4. The Perfectionist/Ontological Argument: This convoluted argument presented by an 11th century archbishop named St. Anselm boils down to: a) There must be a cause for our very being, goodness, and perfection, and b) Is it impossible to think of God as nonexistent.
As Shermer points out, if the first point were true, you would have to add the false, ignoble, and worst, all of which would also be God. This argument is not uncommon: God seems to be around when things go well, suddenly on leave when they do not. As for perfection, humans invented this concept. You can always think of something “better than,” as in adding one to infinity. Finally, it is impossible to think of anything as nonexistent, since our thoughts are always on something that exists, has existed, or could potentially exist. This argument proves nothing.
5. The Design/Teleological Argument: The heart of the modern creationist model: Since things act for a reason, there must be a designer. Otherwise how could we explain the perfect symbiotic relationship between insects and flowers?
Shermer points out that there are many design flaws in nature, such as the hind legs of a python and a whale’s flipper. I’ll add the human neck, which from a structural standpoint is not up to par with the 14-pound weight of our heads, especially with all the gazing down at our phones. If God perfectly designed us, he would have foreseen the ridiculous amount of time we stare at devices; thus, our necks would be much sturdier.
6. The Miracles Argument: The miracles of the Bible and any after can only be explained by an intervention from God.
As stated above, a miracle is simply something we cannot explain. To imagine all the great works of literature written thanks to the human imagination, then to somehow think the Bible is a special edition where everything is true, is foolish. It is, like other books of its time and since, a work of fiction.
7. Pascal’s Wager Argument: The famous wager by French mathematician/philosopher Blaise Pascal: If we bet God does not exist and he does, we have everything to lose and gain nothing. If we believe, we have everything to win.

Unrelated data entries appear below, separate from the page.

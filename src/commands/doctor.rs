use anyhow::Result;
use cmakew_cmake::Cmake;
use serde::Serialize;

use crate::config::CmakewConfig;

#[derive(Debug, Serialize)]
struct DoctorReport {
    cmake_binary: String,
    /// Where `cmake_binary` resolves to, or null when configure/build would fail to spawn it.
    cmake_resolved: Option<String>,
    toolchain: Option<String>,
    toolchain_exists: bool,
    build_folder: String,
    build_folder_configured: bool,
}

pub fn run(cfg: &CmakewConfig) -> Result<()> {
    let report = DoctorReport {
        cmake_binary: cfg.cmake_binary.clone(),
        cmake_resolved: Cmake::with_binary(&cfg.cmake_binary)
            .resolve()
            .map(|path| path.to_string()),
        toolchain: cfg.toolchain.as_ref().map(|tc| tc.to_string()),
        toolchain_exists: cfg.toolchain.as_ref().is_some_and(|tc| tc.exists()),
        build_folder: cfg.build_folder.to_string(),
        build_folder_configured: cfg.build_folder.join("CMakeCache.txt").exists(),
    };
    println!("{}", serde_json::to_string_pretty(&report)?);
    Ok(())
}
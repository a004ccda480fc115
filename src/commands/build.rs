use anyhow::{Context, Result};
use camino::Utf8PathBuf;
use cmakew_cmake::Cmake;
use tracing::{info, warn};

use crate::config::CmakewConfig;

#[derive(Debug, Clone, Default)]
pub struct BuildOptions {
    pub build_folder: Option<Utf8PathBuf>,
    pub verbose: bool,
}

pub fn run(cfg: &CmakewConfig, opts: BuildOptions) -> Result<()> {
    let build_folder = opts.build_folder.unwrap_or_else(|| cfg.build_folder.clone());
    if !build_folder.join("CMakeCache.txt").exists() {
        warn!("{build_folder} does not look configured; run `cmakew configure` first");
    }
    info!("building {build_folder}");
    Cmake::with_binary(&cfg.cmake_binary)
        .build(&build_folder, opts.verbose)
        .with_context(|| format!("cmake build of {build_folder} failed"))?;
    info!("built {build_folder}");
    Ok(())
}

Obviously there is no proof in this argument. As Shermer points out, if believing implies going to church, attending services, and so forth, then there is much to lose: time. Also, what god are we talking about believing in? If not the Judeo-Christian God, you’d have a lot to lose as well.
8. The Mystical Experience Argument: Mystical experiences have existed throughout history in many cultures. They imply some sort of direct connection with the divine, usually in the form of “light” or a “feeling.”
Shermer points out that the “visions” experienced in such encounters correlate with temporal lobe seizures or other neurochemical reactions. For myself, I have experienced a number of such “visions” on LSD, ayahuasca, and other substances. While emotionally and mentally profound, I see no reason to attribute chemistry to a creator.
9. Fideism, or the Credo Quia Consolans Argument: This is not an argument at all. Basically, it means you believe in God because it consoles you.
Many people believe in religion for exactly this reason. And yet, if beliefs are based on emotions rather than evidence, it negates the necessity of reason and science altogether. You can’t argue against this one as it’s not an argument, but it still does not hold up from a logical standpoint.
10. The Moral Argument: Alongside the creationist argument, this is the most popular: How can there be morals without God?
The notion that everyone would turn into robbers, rapists, and murderers if it were discovered there is no God is ludicrous. Morals are based on cultural upbringing and, to a degree, genetics. Likewise, if morals were the domain of God and He is omnipotent, then there is a flaw in His creation when humans do bad things. There is no sense in this argument; altruism and empathy are part of our evolution as social beings. Living in society helps us create morals for the betterment of the whole.